* TASK OBJECTIVE:
In the listing below, start your output at the line with "filename crates/core-executor/src/manager.rs" and end it after the line with "worker's swap paths", copying every line exactly.

* RECORDS FOR THIS TASK:

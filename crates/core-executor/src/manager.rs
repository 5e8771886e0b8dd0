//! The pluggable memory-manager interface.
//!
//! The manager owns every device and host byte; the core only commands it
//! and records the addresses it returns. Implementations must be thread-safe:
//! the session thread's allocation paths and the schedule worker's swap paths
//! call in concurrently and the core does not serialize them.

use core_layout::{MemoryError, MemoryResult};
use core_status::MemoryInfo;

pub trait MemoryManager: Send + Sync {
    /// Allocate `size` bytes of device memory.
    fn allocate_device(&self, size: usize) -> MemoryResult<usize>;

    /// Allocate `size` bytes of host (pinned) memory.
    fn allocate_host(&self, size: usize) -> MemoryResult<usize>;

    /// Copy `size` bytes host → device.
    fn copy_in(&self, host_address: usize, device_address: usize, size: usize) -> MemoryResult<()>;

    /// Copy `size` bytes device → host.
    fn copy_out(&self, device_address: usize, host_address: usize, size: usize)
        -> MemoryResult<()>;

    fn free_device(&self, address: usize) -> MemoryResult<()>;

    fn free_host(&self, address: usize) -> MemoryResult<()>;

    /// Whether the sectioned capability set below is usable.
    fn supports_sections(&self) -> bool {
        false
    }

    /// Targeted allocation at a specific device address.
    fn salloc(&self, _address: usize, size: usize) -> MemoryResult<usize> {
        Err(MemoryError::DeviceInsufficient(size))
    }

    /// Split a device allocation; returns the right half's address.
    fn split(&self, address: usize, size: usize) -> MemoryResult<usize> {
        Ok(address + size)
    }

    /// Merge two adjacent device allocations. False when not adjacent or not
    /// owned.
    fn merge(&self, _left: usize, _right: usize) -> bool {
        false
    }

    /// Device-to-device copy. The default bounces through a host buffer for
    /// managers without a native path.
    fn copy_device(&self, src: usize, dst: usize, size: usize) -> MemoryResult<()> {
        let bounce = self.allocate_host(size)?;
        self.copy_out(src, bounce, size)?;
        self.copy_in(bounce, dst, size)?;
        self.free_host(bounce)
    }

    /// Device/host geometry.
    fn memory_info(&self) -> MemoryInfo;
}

---

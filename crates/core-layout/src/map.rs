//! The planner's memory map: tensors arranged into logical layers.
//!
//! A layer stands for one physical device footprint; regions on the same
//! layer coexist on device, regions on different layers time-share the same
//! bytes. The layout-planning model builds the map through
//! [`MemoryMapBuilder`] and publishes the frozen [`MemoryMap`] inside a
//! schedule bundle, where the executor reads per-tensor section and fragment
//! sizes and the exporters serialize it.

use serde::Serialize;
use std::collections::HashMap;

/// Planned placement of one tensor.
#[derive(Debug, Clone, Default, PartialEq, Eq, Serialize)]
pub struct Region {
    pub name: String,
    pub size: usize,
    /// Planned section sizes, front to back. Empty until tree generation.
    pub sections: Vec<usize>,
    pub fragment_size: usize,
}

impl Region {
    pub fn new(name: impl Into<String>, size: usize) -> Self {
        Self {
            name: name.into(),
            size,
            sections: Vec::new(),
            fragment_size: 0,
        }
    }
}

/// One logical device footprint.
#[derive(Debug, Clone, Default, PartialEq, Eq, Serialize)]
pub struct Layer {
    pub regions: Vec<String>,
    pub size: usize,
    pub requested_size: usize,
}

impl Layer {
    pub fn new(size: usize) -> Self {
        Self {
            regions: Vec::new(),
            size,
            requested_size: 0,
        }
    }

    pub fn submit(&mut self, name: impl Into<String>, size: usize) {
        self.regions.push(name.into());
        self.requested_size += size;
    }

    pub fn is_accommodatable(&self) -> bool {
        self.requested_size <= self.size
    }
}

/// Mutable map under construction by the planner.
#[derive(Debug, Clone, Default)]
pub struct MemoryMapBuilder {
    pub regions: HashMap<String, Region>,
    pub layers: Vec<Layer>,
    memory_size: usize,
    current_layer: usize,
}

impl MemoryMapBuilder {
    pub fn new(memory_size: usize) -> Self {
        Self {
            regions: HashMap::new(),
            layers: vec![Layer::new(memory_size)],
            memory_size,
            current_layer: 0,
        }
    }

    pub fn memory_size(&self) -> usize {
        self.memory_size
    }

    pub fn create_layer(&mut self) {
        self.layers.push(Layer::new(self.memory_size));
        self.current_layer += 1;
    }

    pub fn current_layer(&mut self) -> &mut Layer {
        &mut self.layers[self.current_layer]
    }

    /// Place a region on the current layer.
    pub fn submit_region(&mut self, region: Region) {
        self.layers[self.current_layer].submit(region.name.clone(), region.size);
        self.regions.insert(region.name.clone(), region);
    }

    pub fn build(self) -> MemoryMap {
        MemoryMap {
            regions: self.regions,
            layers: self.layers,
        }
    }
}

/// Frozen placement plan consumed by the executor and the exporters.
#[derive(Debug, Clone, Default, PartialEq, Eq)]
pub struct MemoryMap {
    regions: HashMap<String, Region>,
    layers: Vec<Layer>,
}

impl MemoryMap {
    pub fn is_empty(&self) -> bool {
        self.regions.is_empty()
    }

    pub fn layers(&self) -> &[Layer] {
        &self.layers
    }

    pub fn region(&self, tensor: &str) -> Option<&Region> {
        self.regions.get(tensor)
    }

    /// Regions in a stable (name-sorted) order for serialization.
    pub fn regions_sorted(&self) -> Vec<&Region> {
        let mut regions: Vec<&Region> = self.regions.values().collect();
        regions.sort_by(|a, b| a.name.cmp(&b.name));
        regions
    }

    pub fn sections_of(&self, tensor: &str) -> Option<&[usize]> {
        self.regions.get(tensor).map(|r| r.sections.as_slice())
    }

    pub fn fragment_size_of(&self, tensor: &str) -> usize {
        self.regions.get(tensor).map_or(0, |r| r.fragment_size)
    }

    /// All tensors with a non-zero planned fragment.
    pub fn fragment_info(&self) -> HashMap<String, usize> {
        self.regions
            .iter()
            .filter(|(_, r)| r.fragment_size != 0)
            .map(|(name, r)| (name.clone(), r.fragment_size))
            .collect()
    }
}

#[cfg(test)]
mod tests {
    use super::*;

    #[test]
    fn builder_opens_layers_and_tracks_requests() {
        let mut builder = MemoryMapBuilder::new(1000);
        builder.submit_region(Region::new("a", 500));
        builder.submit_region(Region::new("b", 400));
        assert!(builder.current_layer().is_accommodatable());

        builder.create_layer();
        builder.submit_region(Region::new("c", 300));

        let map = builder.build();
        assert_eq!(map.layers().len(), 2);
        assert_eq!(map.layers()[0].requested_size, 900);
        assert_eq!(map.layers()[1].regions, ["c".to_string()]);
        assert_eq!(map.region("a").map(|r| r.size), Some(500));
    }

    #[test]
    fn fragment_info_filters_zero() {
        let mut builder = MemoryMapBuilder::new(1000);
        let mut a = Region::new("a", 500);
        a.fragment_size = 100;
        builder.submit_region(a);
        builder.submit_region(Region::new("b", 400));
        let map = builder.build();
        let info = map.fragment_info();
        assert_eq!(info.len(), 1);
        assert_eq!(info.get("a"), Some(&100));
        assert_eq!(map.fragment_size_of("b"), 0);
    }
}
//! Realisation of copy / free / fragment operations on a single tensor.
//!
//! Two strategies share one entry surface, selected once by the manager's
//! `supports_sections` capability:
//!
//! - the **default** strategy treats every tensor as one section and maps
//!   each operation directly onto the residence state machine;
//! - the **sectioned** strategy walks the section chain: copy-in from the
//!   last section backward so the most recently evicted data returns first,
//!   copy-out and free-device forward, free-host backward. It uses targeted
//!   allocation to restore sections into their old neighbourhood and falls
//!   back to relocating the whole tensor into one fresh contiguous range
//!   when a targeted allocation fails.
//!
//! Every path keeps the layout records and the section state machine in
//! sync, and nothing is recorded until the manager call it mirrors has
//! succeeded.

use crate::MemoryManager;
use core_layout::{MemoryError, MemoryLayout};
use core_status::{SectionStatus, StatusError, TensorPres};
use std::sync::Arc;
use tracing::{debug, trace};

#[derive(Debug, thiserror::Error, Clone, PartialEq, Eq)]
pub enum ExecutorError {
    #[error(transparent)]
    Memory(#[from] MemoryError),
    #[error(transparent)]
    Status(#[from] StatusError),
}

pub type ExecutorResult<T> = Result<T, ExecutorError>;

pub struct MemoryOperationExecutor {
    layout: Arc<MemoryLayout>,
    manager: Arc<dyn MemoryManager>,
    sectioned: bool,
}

* SOLUTION FOR THIS TASK:
filename crates/core-executor/src/manager.rs
repository 5e8771886e0b8dd0
//! The pluggable memory-manager interface.
//!
//! The manager owns every device and host byte; the core only commands it
//! and records the addresses it returns. Implementations must be thread-safe:
//! the session thread's allocation paths and the schedule worker's swap paths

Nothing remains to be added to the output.